自民党の「党是」歴代総理の“意欲”と“挫折”
憲法改正は自民党の「党是」であり、結党以来70年変わらない「党としての根本方針」だ。1955年、結党と同時に示した党の綱領には「現行憲法の自主的改正を始めとする独立体制の整備を強力に実行し、もって、国民の負託に応えんとする」と書かれている。
それから70年。戦後のほとんどの時期、政権を担ってきたのは自民党だった。にもかかわらず、歴代総理の誰1人として憲法を変えることはできなかった。
鳩山一郎元総理(在任1954〜1956)は「憲法改正は必要だ」として、自分たちの手で憲法を作る、自主憲法制定論を高々と掲げた。しかし党内での対立があったり、衆参の選挙で3分の2には届かず、夢は頓挫した。
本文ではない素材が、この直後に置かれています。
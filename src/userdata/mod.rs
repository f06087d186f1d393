//! User-data generation
//!
//! The boot script handed to a new instance is a short variable header
//! followed by the checkout's `bootstrap-aws-installer`. The AWS CLI
//! bootstrap script is embedded inline right after the installer's `AWS=`
//! line, so the instance needs nothing but the user-data to get started.

use crate::InstallError;
use minijinja::{Environment, context};
use std::path::{Path, PathBuf};
use tokio::fs;
use tracing::debug;

/// Installer template relative to the checkout root
pub const INSTALLER_TEMPLATE: &str = "tools/setup/bootstrap-aws-installer";

/// Script embedded into the installer, relative to the checkout root
pub const AWSCLI_SCRIPT: &str = "tools/setup/bootstrap-awscli";

/// Lines starting with this prefix are followed by the embedded script
pub const INLINE_MARKER: &str = "AWS=";

const HEADER_TEMPLATE: &str = "#!/usr/bin/env bash
SERVER={{ server }}
HOSTNAME={{ hostname }}
FULL_ROLES={{ full_roles }}
REPO_URL={{ repo_url }}
BRANCH={{ branch }}";

/// Variables exported at the top of the boot script
#[derive(Debug, Clone, PartialEq, Eq)]
pub struct BootVars {
    pub server: String,
    pub hostname: String,
    pub full_roles: String,
    pub repo_url: String,
    pub branch: String,
}

/// Render the variable header, terminated by a newline
pub fn render_header(vars: &BootVars) -> Result<String, InstallError> {
    let mut env = Environment::new();
    env.add_template("header", HEADER_TEMPLATE)
        .map_err(|e| InstallError::Template(format!("Template parse error: {}", e)))?;

    let tmpl = env
        .get_template("header")
        .map_err(|e| InstallError::Template(format!("Template error: {}", e)))?;

    let mut rendered = tmpl
        .render(context! {
            server => &vars.server,
            hostname => &vars.hostname,
            full_roles => &vars.full_roles,
            repo_url => &vars.repo_url,
            branch => &vars.branch,
        })
        .map_err(|e| InstallError::Template(format!("Template render error: {}", e)))?;

    rendered.push('\n');
    Ok(rendered)
}

/// Insert `script` after every line of `template` that starts with `marker`
pub fn splice_after(template: &str, marker: &str, script: &str) -> String {
    let mut out = String::with_capacity(template.len() + script.len());

    for line in template.split_inclusive('\n') {
        out.push_str(line);
        if line.starts_with(marker) {
            if !line.ends_with('\n') {
                out.push('\n');
            }
            out.push_str(script);
            if !script.is_empty() && !script.ends_with('\n') {
                out.push('\n');
            }
        }
    }

    out
}

/// Assemble a full boot script from its parts
pub fn assemble(vars: &BootVars, installer: &str, awscli: &str) -> Result<String, InstallError> {
    let mut script = render_header(vars)?;
    script.push_str(&splice_after(installer, INLINE_MARKER, awscli));
    Ok(script)
}

/// Builds user-data from the bootstrap scripts in a checkout
#[derive(Debug, Clone)]
pub struct UserDataBuilder {
    checkout: PathBuf,
}

impl UserDataBuilder {
    /// Create a builder reading templates from `checkout`
    pub fn new(checkout: impl AsRef<Path>) -> Self {
        Self {
            checkout: checkout.as_ref().to_path_buf(),
        }
    }

    /// Path of the installer template
    pub fn installer_path(&self) -> PathBuf {
        self.checkout.join(INSTALLER_TEMPLATE)
    }

    /// Path of the embedded AWS CLI bootstrap script
    pub fn awscli_path(&self) -> PathBuf {
        self.checkout.join(AWSCLI_SCRIPT)
    }

    /// Build the boot script for `vars`
    pub async fn build(&self, vars: &BootVars) -> Result<String, InstallError> {
        let installer = read_script(&self.installer_path()).await?;
        let awscli = read_script(&self.awscli_path()).await?;

        let script = assemble(vars, &installer, &awscli)?;
        debug!("Generated {} bytes of user-data", script.len());
        Ok(script)
    }
}

async fn read_script(path: &Path) -> Result<String, InstallError> {
    fs::read_to_string(path).await.map_err(|e| {
        InstallError::Io(std::io::Error::new(
            e.kind(),
            format!("{}: {}", path.display(), e),
        ))
    })
}

#[cfg(test)]
mod tests {
    use super::*;
    use tempfile::TempDir;

    fn vars() -> BootVars {
        BootVars {
            server: "postgres0".to_string(),
            hostname: "postgres0.example.net".to_string(),
            full_roles: "zulip_ops::profile::postgresql".to_string(),
            repo_url: "git@github.com:zulip/zulip.git".to_string(),
            branch: "main".to_string(),
        }
    }

    #[test]
    fn test_render_header() {
        let header = render_header(&vars()).unwrap();
        assert_eq!(
            header,
            "#!/usr/bin/env bash\n\
             SERVER=postgres0\n\
             HOSTNAME=postgres0.example.net\n\
             FULL_ROLES=zulip_ops::profile::postgresql\n\
             REPO_URL=git@github.com:zulip/zulip.git\n\
             BRANCH=main\n"
        );
    }

    #[test]
    fn test_render_header_branch_verbatim() {
        let mut vars = vars();
        vars.branch = "feature/a&b<c>".to_string();

        let header = render_header(&vars).unwrap();
        assert!(header.contains("BRANCH=feature/a&b<c>\n"));
    }

    #[test]
    fn test_splice_after_marker() {
        let template = "set -e\nAWS=/srv/awscli\n$AWS --version\n";
        let spliced = splice_after(template, INLINE_MARKER, "install awscli\n");

        assert_eq!(
            spliced,
            "set -e\nAWS=/srv/awscli\ninstall awscli\n$AWS --version\n"
        );
    }

    #[test]
    fn test_splice_without_marker() {
        let template = "set -e\necho hi\n";
        assert_eq!(splice_after(template, INLINE_MARKER, "x\n"), template);
    }

    #[test]
    fn test_splice_marker_on_last_line() {
        let spliced = splice_after("AWS=x", INLINE_MARKER, "y");
        assert_eq!(spliced, "AWS=x\ny\n");
    }

    #[test]
    fn test_splice_ignores_indented_marker() {
        let template = "  AWS=x\n";
        assert_eq!(splice_after(template, INLINE_MARKER, "y\n"), template);
    }

    #[tokio::test]
    async fn test_builder_reads_checkout() {
        let temp = TempDir::new().unwrap();
        let setup = temp.path().join("tools/setup");
        fs::create_dir_all(&setup).await.unwrap();
        fs::write(setup.join("bootstrap-aws-installer"), "AWS=aws\nrun\n")
            .await
            .unwrap();
        fs::write(setup.join("bootstrap-awscli"), "fetch awscli\n")
            .await
            .unwrap();

        let script = UserDataBuilder::new(temp.path()).build(&vars()).await.unwrap();

        assert!(script.starts_with("#!/usr/bin/env bash\nSERVER=postgres0\n"));
        assert!(script.ends_with("BRANCH=main\nAWS=aws\nfetch awscli\nrun\n"));
    }

    #[tokio::test]
    async fn test_builder_missing_template() {
        let temp = TempDir::new().unwrap();
        let err = UserDataBuilder::new(temp.path()).build(&vars()).await.unwrap_err();

        match err {
            InstallError::Io(e) => assert!(e.to_string().contains("bootstrap-aws-installer")),
            other => panic!("unexpected error: {other}"),
        }
    }
}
岸信介元総理(1957〜1960)は「自主憲法」を党是として明文化した改憲派の象徴だ。しかし1960年の安保闘争で、退陣に追い込まれた。
中曽根康弘元総理(1982〜1987)は「戦後政治の総決算」を掲げたが、大型の間接税の構想で支持率が下がり、改憲には結局手をつけられなかった。
小泉純一郎元総理(2001〜2006)は長期政権だったが、郵政民営化を最優先したため、改憲への意欲はあったが優先順位は高くはなかった。